Saved entries:
*** Block opens ***

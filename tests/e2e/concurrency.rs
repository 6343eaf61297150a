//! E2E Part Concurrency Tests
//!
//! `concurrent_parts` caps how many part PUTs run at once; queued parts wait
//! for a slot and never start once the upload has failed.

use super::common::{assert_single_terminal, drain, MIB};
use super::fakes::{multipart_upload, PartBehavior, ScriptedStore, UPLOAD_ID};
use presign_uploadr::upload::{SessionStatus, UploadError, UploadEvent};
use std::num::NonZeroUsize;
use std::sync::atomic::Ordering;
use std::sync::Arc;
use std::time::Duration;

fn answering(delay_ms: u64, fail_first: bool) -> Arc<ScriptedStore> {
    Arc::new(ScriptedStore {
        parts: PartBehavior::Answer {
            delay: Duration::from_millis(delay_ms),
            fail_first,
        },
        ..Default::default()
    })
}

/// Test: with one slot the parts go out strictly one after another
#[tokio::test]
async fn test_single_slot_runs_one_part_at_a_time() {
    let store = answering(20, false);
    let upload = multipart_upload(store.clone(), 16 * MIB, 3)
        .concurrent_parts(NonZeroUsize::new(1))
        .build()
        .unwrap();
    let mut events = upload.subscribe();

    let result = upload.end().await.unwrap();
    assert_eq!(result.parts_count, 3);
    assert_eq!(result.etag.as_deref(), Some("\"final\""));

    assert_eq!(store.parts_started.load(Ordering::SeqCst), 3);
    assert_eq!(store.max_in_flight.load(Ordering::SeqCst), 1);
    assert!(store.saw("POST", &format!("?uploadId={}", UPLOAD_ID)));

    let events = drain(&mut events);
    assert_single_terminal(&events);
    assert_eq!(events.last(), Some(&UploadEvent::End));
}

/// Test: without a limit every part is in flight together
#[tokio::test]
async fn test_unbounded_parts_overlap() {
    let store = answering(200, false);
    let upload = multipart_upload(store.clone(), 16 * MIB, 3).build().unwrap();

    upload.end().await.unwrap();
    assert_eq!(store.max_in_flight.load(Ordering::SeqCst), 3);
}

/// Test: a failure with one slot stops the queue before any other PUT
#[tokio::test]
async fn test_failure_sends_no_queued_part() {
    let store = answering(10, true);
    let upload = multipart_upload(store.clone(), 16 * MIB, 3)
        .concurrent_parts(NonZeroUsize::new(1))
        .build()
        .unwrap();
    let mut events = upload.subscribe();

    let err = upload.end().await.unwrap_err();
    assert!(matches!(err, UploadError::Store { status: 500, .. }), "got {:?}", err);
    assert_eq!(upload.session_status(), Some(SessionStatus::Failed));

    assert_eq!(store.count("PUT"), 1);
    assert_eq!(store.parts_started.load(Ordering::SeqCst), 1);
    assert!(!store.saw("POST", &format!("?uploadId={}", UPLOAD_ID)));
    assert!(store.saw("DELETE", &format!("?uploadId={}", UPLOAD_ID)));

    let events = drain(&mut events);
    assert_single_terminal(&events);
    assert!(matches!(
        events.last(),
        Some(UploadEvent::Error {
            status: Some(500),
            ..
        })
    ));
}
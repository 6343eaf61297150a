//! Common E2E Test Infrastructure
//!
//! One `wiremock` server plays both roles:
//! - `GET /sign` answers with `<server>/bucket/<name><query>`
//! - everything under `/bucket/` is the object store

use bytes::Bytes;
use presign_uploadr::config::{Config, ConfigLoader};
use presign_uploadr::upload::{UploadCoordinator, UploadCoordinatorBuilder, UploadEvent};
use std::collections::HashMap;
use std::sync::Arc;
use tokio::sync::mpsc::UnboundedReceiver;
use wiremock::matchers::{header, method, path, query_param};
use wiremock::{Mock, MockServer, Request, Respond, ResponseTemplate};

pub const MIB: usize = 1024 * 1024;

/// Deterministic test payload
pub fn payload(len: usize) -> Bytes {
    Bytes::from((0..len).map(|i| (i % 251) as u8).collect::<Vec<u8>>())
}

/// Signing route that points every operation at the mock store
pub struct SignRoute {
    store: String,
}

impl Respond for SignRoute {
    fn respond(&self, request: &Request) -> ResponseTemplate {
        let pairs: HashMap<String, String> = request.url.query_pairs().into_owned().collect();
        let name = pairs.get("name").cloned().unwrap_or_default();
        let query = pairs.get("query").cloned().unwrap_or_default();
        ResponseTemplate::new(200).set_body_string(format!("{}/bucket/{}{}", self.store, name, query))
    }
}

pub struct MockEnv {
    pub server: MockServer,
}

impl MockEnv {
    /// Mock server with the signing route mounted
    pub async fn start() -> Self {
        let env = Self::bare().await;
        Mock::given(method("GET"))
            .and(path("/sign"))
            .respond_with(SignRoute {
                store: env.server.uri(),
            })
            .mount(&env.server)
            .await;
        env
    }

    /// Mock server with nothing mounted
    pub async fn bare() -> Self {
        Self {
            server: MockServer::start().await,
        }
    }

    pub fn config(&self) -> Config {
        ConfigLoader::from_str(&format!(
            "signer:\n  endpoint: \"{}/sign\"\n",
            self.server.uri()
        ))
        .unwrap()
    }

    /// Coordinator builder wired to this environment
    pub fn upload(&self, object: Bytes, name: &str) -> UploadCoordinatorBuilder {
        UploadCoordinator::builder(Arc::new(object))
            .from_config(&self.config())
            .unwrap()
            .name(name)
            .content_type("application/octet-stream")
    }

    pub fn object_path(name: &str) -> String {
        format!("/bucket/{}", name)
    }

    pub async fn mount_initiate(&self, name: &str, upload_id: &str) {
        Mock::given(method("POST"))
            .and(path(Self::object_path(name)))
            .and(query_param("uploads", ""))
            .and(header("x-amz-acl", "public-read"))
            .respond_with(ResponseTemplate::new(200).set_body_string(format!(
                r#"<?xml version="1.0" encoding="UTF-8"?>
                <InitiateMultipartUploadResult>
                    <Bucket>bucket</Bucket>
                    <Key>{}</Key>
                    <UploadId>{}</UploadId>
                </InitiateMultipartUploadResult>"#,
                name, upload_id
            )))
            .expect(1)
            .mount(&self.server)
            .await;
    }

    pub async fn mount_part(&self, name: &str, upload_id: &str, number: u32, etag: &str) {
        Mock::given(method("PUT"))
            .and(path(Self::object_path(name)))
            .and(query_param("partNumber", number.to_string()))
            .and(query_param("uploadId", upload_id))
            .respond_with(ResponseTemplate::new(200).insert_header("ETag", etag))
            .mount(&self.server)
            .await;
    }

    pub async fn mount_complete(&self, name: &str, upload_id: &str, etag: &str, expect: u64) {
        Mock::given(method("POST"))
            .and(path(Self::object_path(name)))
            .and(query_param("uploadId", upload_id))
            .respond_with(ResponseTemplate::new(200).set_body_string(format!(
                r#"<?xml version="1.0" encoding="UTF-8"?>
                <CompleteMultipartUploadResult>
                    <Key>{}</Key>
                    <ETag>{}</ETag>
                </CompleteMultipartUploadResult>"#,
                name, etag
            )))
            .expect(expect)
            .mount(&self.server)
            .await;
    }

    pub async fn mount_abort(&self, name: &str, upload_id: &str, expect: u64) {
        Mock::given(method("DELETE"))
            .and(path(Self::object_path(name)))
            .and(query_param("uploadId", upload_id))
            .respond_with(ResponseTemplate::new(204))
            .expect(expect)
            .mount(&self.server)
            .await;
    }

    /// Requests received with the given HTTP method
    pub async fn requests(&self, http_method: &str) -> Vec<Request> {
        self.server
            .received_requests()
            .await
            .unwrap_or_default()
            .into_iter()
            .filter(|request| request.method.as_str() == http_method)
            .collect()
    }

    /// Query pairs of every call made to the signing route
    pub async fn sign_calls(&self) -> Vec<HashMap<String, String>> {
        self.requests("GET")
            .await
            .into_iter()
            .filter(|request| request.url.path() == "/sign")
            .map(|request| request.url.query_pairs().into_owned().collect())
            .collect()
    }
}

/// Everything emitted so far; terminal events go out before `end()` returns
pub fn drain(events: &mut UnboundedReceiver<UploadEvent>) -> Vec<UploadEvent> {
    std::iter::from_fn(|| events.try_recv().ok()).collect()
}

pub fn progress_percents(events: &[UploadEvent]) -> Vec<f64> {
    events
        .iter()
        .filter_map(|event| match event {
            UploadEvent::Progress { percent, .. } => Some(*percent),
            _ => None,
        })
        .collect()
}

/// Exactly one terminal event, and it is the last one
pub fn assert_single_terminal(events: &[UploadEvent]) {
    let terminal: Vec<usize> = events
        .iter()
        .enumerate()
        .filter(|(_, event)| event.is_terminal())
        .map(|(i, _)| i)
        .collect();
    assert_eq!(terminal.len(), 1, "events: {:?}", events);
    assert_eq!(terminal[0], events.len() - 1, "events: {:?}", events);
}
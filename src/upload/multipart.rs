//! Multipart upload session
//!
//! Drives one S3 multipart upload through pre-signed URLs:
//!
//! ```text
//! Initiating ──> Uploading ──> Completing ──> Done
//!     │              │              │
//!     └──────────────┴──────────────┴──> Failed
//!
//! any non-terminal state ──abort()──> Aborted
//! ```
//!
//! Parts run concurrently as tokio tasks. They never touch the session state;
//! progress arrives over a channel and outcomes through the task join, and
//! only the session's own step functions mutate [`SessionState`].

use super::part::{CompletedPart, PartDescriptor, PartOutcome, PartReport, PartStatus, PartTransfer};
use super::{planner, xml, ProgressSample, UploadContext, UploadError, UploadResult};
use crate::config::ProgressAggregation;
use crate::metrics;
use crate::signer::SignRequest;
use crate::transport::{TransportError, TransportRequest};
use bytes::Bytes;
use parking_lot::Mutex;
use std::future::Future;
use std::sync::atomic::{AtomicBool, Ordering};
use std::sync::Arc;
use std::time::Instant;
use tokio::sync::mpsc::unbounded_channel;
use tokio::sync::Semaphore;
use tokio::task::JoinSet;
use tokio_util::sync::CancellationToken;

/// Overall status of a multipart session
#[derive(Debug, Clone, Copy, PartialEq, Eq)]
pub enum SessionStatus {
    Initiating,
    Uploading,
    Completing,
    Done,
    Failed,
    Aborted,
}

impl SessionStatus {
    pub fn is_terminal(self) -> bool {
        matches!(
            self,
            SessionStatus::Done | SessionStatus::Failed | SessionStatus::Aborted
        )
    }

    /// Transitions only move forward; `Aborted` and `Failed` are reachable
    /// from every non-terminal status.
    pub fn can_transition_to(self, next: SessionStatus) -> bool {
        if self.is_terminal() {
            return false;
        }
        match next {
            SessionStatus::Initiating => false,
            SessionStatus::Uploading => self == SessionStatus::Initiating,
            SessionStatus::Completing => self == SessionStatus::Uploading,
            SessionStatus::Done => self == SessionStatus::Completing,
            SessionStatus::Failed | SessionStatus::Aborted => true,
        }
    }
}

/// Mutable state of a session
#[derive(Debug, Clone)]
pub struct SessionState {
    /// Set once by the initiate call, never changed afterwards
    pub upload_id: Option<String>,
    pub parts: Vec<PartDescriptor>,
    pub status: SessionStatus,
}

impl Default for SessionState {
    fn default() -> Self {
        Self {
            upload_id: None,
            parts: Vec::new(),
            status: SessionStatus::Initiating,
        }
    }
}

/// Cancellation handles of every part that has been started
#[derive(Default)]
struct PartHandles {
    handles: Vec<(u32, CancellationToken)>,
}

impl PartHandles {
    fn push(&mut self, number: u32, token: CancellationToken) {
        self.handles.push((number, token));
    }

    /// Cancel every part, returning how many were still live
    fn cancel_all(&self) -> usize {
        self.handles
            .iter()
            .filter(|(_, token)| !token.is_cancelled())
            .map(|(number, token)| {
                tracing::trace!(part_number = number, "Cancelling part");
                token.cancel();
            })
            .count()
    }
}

*** Block closes ***

The problem:
Each line above that includes "CompleteMultipartUploadResult" counts once; state the total and nothing more.

Solution:
2